Return, unaltered, every line from the beginning of the material below up to and including the one with "self.snapshots += 1;".
------------------------------
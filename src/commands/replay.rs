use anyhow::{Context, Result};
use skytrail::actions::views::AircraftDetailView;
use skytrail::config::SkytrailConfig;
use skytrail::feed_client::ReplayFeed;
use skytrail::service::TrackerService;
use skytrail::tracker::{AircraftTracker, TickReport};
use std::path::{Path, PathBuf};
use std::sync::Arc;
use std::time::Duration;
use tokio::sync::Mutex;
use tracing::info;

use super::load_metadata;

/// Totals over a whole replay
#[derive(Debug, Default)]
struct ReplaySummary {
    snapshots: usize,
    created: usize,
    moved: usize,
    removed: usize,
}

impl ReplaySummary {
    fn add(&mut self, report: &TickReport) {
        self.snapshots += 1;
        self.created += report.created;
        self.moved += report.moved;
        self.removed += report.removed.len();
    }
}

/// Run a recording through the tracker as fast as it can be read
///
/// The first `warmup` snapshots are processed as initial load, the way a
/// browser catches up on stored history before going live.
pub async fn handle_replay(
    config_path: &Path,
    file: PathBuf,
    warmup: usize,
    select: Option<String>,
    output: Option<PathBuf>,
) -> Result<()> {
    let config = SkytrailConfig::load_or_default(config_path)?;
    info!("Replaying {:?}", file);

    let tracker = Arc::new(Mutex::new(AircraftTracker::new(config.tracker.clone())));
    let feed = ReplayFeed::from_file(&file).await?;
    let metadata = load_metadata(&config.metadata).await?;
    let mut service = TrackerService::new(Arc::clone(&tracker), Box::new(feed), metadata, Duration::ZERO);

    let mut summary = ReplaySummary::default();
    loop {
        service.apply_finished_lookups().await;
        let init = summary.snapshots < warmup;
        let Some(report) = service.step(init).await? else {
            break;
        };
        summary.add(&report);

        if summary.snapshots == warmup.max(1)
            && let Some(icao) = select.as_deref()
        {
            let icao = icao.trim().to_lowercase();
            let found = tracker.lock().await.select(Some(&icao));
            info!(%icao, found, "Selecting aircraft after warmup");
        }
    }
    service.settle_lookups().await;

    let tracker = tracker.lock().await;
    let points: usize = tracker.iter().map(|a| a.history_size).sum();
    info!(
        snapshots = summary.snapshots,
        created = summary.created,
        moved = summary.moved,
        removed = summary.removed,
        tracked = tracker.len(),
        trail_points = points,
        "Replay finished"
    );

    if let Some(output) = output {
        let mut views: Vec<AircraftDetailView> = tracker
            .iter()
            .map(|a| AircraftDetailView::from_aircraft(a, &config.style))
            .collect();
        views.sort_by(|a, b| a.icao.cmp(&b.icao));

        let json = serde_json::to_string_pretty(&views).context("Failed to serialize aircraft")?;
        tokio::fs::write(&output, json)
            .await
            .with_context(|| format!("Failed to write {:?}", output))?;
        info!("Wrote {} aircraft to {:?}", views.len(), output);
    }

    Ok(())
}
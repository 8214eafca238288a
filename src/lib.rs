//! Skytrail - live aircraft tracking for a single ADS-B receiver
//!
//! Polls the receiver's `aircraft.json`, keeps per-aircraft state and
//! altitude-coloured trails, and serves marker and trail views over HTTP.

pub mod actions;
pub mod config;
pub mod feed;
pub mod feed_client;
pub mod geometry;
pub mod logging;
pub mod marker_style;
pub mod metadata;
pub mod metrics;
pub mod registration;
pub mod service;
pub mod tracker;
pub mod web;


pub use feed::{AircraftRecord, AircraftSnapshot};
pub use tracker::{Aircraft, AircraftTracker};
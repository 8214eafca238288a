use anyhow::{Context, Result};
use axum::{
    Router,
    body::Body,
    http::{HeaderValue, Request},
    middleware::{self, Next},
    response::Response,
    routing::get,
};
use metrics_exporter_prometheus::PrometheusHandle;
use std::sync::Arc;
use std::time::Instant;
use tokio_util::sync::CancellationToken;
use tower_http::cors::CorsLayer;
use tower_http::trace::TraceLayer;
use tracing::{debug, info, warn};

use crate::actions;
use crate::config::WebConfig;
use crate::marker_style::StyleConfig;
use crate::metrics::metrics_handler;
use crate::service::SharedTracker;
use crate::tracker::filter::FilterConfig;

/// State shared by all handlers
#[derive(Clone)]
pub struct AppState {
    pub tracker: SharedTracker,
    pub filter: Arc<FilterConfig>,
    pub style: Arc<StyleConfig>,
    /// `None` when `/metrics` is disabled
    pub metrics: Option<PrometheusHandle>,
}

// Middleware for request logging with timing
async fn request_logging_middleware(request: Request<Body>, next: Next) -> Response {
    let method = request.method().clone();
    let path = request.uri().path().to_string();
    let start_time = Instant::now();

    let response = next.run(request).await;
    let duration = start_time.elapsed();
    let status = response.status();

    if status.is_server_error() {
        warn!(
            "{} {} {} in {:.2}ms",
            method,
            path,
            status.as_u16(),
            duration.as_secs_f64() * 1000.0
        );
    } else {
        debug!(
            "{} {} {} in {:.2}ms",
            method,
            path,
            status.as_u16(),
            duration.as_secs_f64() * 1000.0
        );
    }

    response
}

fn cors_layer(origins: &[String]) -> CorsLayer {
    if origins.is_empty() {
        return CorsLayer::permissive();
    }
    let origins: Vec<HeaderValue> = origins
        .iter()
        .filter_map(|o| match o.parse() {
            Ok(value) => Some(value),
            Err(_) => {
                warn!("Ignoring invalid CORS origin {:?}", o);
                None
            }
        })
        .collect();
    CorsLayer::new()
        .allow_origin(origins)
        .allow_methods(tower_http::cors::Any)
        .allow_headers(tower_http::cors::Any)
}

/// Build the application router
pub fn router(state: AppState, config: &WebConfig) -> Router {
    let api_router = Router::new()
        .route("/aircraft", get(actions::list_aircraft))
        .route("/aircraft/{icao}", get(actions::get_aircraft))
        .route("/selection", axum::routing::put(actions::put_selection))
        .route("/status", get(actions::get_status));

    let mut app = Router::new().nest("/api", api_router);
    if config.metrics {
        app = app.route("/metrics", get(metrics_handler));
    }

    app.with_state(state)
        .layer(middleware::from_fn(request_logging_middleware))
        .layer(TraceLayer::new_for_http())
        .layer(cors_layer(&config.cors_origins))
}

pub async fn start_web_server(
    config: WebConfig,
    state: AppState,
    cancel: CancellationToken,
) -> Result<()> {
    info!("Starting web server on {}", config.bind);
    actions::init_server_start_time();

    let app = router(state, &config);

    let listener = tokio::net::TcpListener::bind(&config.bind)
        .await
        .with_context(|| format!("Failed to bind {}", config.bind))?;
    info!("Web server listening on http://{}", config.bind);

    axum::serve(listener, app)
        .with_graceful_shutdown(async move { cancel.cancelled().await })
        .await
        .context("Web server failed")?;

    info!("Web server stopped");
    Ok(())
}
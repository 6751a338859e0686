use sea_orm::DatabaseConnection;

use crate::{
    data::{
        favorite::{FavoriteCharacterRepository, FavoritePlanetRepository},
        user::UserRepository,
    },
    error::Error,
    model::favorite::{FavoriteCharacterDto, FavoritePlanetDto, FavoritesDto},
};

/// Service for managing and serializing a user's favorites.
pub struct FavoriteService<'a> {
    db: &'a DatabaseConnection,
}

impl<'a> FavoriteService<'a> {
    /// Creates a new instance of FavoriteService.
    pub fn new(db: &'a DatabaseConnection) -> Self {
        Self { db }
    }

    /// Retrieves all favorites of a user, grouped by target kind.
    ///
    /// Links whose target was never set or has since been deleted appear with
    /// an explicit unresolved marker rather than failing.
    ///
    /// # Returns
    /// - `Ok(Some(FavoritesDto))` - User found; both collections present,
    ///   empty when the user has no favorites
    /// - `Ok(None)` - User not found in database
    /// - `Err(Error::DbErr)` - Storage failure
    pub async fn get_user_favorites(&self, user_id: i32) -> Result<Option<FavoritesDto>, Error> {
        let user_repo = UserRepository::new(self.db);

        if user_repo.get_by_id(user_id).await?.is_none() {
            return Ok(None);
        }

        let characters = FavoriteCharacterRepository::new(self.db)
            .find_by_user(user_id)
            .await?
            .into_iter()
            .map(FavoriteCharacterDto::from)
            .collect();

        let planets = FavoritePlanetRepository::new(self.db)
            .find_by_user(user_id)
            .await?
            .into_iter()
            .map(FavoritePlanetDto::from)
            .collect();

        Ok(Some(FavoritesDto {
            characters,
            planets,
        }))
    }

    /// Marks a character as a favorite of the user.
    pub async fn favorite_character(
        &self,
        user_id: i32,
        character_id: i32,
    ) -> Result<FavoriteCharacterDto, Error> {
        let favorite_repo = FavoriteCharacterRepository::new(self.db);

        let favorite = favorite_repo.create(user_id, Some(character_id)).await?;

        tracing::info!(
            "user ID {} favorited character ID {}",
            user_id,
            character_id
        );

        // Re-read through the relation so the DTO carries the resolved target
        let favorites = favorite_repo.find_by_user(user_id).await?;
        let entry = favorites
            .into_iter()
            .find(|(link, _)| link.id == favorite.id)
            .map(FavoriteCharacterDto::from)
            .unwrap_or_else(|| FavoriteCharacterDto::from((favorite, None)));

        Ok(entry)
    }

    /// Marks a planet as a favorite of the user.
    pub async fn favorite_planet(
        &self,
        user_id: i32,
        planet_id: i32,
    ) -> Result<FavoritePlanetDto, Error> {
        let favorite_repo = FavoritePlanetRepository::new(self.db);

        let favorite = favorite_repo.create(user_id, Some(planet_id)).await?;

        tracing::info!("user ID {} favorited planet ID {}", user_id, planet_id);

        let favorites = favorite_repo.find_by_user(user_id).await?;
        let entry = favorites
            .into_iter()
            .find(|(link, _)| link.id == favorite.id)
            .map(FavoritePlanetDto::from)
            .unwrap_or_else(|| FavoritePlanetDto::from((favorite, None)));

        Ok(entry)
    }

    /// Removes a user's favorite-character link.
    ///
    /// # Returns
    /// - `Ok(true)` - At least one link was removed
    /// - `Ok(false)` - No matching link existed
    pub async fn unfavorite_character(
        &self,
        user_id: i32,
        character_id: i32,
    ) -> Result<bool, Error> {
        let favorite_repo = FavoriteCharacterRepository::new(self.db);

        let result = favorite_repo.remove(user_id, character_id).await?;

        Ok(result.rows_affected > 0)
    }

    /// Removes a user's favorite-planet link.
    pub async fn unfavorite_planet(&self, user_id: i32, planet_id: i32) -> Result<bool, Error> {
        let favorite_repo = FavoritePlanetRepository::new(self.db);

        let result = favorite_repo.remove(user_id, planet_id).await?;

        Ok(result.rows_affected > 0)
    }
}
------------------------------
_TASK SOLUTION_:
filename src/commands/replay.rs
use anyhow::{Context, Result};
use skytrail::actions::views::AircraftDetailView;
use skytrail::config::SkytrailConfig;
use skytrail::feed_client::ReplayFeed;
use skytrail::service::TrackerService;
use skytrail::tracker::{AircraftTracker, TickReport};
use std::path::{Path, PathBuf};
use std::sync::Arc;
use std::time::Duration;
use tokio::sync::Mutex;
use tracing::info;

use super::load_metadata;

/// Totals over a whole replay
#[derive(Debug, Default)]
struct ReplaySummary {
    snapshots: usize,
    created: usize,
    moved: usize,
    removed: usize,
}

impl ReplaySummary {
    fn add(&mut self, report: &TickReport) {
        self.snapshots += 1;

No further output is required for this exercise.